■ ASSIGNMENT: Write out all of the records, keeping each one exactly as written.

- Opening Delimiter -

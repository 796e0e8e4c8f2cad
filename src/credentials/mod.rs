//! TURN/STUN credentials
//!
//! This module provides:
//! - The [`Credential`] value handed to the peer-connection engine
//! - The [`CredentialFetcher`] seam for network round trips
//! - A TTL-aware [`CredentialCache`] with background refresh
//! - Fetchers for the HTTP credential API, shared-secret TURN REST
//!   credentials and a STUN-only fallback

pub mod cache;
pub mod http;
pub mod secret;

pub use cache::CredentialCache;
pub use http::HttpCredentialFetcher;
pub use secret::SharedSecretFetcher;

use crate::config::TurnConfig;
use crate::engine::IceServer;
use async_trait::async_trait;
use serde::{Deserialize, Serialize};
use std::sync::Arc;
use thiserror::Error;

/// TURN/STUN credential as served by the credential API
#[derive(Debug, Clone, PartialEq, Eq, Serialize, Deserialize)]
pub struct Credential {
    pub username: String,
    #[serde(rename = "password")]
    pub secret: String,
    #[serde(rename = "ttl")]
    pub ttl_seconds: u32,
    #[serde(rename = "uris")]
    pub server_uris: Vec<String>,
}

impl Credential {
    /// STUN-only credential used when no relay is available
    pub fn stun_only(stun_urls: &[String]) -> Self {
        Self {
            username: String::new(),
            secret: String::new(),
            ttl_seconds: STUN_ONLY_TTL_SECS,
            server_uris: stun_urls.to_vec(),
        }
    }

    /// One ICE server per URI; empty username/secret are omitted
    pub fn ice_servers(&self) -> Vec<IceServer> {
        let username = (!self.username.is_empty()).then(|| self.username.clone());
        let credential = (!self.secret.is_empty()).then(|| self.secret.clone());
        self.server_uris
            .iter()
            .map(|url| IceServer {
                urls: vec![url.clone()],
                username: username.clone(),
                credential: credential.clone(),
            })
            .collect()
    }
}

const STUN_ONLY_TTL_SECS: u32 = 3600;

/// Credential fetch errors
#[derive(Debug, Clone, Error)]
pub enum CredentialError {
    #[error("Invalid TURN API URL: {0}")]
    InvalidUrl(String),
    #[error("Unauthorized to access TURN credential API")]
    Unauthorized,
    #[error("TURN credentials not found")]
    NotFound,
    #[error("TURN server error: HTTP {0}")]
    Server(u16),
    #[error("Failed to decode TURN credentials: {0}")]
    Decode(String),
    #[error("Failed to fetch TURN credentials: {0}")]
    FetchFailed(String),
    #[error("TURN credentials not configured: {0}")]
    NotConfigured(String),
}

/// Performs the round trip that produces fresh credentials.
///
/// Implementations may retry internally; the cache treats one call as one
/// atomic fetch.
#[async_trait]
pub trait CredentialFetcher: Send + Sync {
    async fn fetch(&self, session_id: &str) -> Result<Credential, CredentialError>;
}

/// Serves STUN-only credentials without any network access
pub struct StunOnlyFetcher {
    stun_urls: Vec<String>,
}

impl StunOnlyFetcher {
    pub fn new(stun_urls: Vec<String>) -> Self {
        Self { stun_urls }
    }
}

#[async_trait]
impl CredentialFetcher for StunOnlyFetcher {
    async fn fetch(&self, _session_id: &str) -> Result<Credential, CredentialError> {
        if self.stun_urls.is_empty() {
            return Err(CredentialError::NotConfigured("no STUN servers".to_string()));
        }
        Ok(Credential::stun_only(&self.stun_urls))
    }
}

/// Pick a fetcher: HTTP API, then shared secret, then STUN-only
pub fn fetcher_from_config(config: &TurnConfig) -> Arc<dyn CredentialFetcher> {
    if !config.api_url.is_empty() {
        log::info!("Using TURN credential API at {}", config.api_url);
        Arc::new(HttpCredentialFetcher::new(config.clone()))
    } else if !config.shared_secret.is_empty() {
        log::info!("Generating TURN REST credentials for {}", config.server);
        Arc::new(SharedSecretFetcher::new(config.clone()))
    } else {
        log::info!("No TURN source configured, using STUN only");
        Arc::new(StunOnlyFetcher::new(config.stun_urls.clone()))
    }
}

- Closing Delimiter -

■ TASK RESULT:
repository 796e0e8e4c8f2cad
filename src/credentials/mod.rs
//! TURN/STUN credentials
//!
//! This module provides:
//! - The [`Credential`] value handed to the peer-connection engine
//! - The [`CredentialFetcher`] seam for network round trips
//! - A TTL-aware [`CredentialCache`] with background refresh
//! - Fetchers for the HTTP credential API, shared-secret TURN REST
//!   credentials and a STUN-only fallback

pub mod cache;
pub mod http;
pub mod secret;

pub use cache::CredentialCache;
pub use http::HttpCredentialFetcher;
pub use secret::SharedSecretFetcher;

use crate::config::TurnConfig;
use crate::engine::IceServer;
use async_trait::async_trait;
use serde::{Deserialize, Serialize};
use std::sync::Arc;
use thiserror::Error;

/// TURN/STUN credential as served by the credential API
#[derive(Debug, Clone, PartialEq, Eq, Serialize, Deserialize)]
pub struct Credential {
    pub username: String,
    #[serde(rename = "password")]
    pub secret: String,
    #[serde(rename = "ttl")]
    pub ttl_seconds: u32,
    #[serde(rename = "uris")]
    pub server_uris: Vec<String>,
}

impl Credential {
    /// STUN-only credential used when no relay is available
    pub fn stun_only(stun_urls: &[String]) -> Self {
        Self {
            username: String::new(),
            secret: String::new(),
            ttl_seconds: STUN_ONLY_TTL_SECS,
            server_uris: stun_urls.to_vec(),
        }
    }

    /// One ICE server per URI; empty username/secret are omitted
    pub fn ice_servers(&self) -> Vec<IceServer> {
        let username = (!self.username.is_empty()).then(|| self.username.clone());
        let credential = (!self.secret.is_empty()).then(|| self.secret.clone());
        self.server_uris
            .iter()
            .map(|url| IceServer {
                urls: vec![url.clone()],
                username: username.clone(),
                credential: credential.clone(),
            })
            .collect()
    }
}

const STUN_ONLY_TTL_SECS: u32 = 3600;

/// Credential fetch errors
#[derive(Debug, Clone, Error)]
pub enum CredentialError {
    #[error("Invalid TURN API URL: {0}")]
    InvalidUrl(String),
    #[error("Unauthorized to access TURN credential API")]
    Unauthorized,
    #[error("TURN credentials not found")]
    NotFound,
    #[error("TURN server error: HTTP {0}")]
    Server(u16),
    #[error("Failed to decode TURN credentials: {0}")]
    Decode(String),
    #[error("Failed to fetch TURN credentials: {0}")]
    FetchFailed(String),
    #[error("TURN credentials not configured: {0}")]
    NotConfigured(String),
}

/// Performs the round trip that produces fresh credentials.
///
/// Implementations may retry internally; the cache treats one call as one
/// atomic fetch.
#[async_trait]
pub trait CredentialFetcher: Send + Sync {
    async fn fetch(&self, session_id: &str) -> Result<Credential, CredentialError>;
}

/// Serves STUN-only credentials without any network access
pub struct StunOnlyFetcher {
    stun_urls: Vec<String>,
}

impl StunOnlyFetcher {
    pub fn new(stun_urls: Vec<String>) -> Self {
        Self { stun_urls }
    }
}

#[async_trait]
impl CredentialFetcher for StunOnlyFetcher {
    async fn fetch(&self, _session_id: &str) -> Result<Credential, CredentialError> {
        if self.stun_urls.is_empty() {
            return Err(CredentialError::NotConfigured("no STUN servers".to_string()));
        }
        Ok(Credential::stun_only(&self.stun_urls))
    }
}

/// Pick a fetcher: HTTP API, then shared secret, then STUN-only
pub fn fetcher_from_config(config: &TurnConfig) -> Arc<dyn CredentialFetcher> {
    if !config.api_url.is_empty() {
        log::info!("Using TURN credential API at {}", config.api_url);
        Arc::new(HttpCredentialFetcher::new(config.clone()))
    } else if !config.shared_secret.is_empty() {
        log::info!("Generating TURN REST credentials for {}", config.server);
        Arc::new(SharedSecretFetcher::new(config.clone()))
    } else {
        log::info!("No TURN source configured, using STUN only");
        Arc::new(StunOnlyFetcher::new(config.stun_urls.clone()))
    }
}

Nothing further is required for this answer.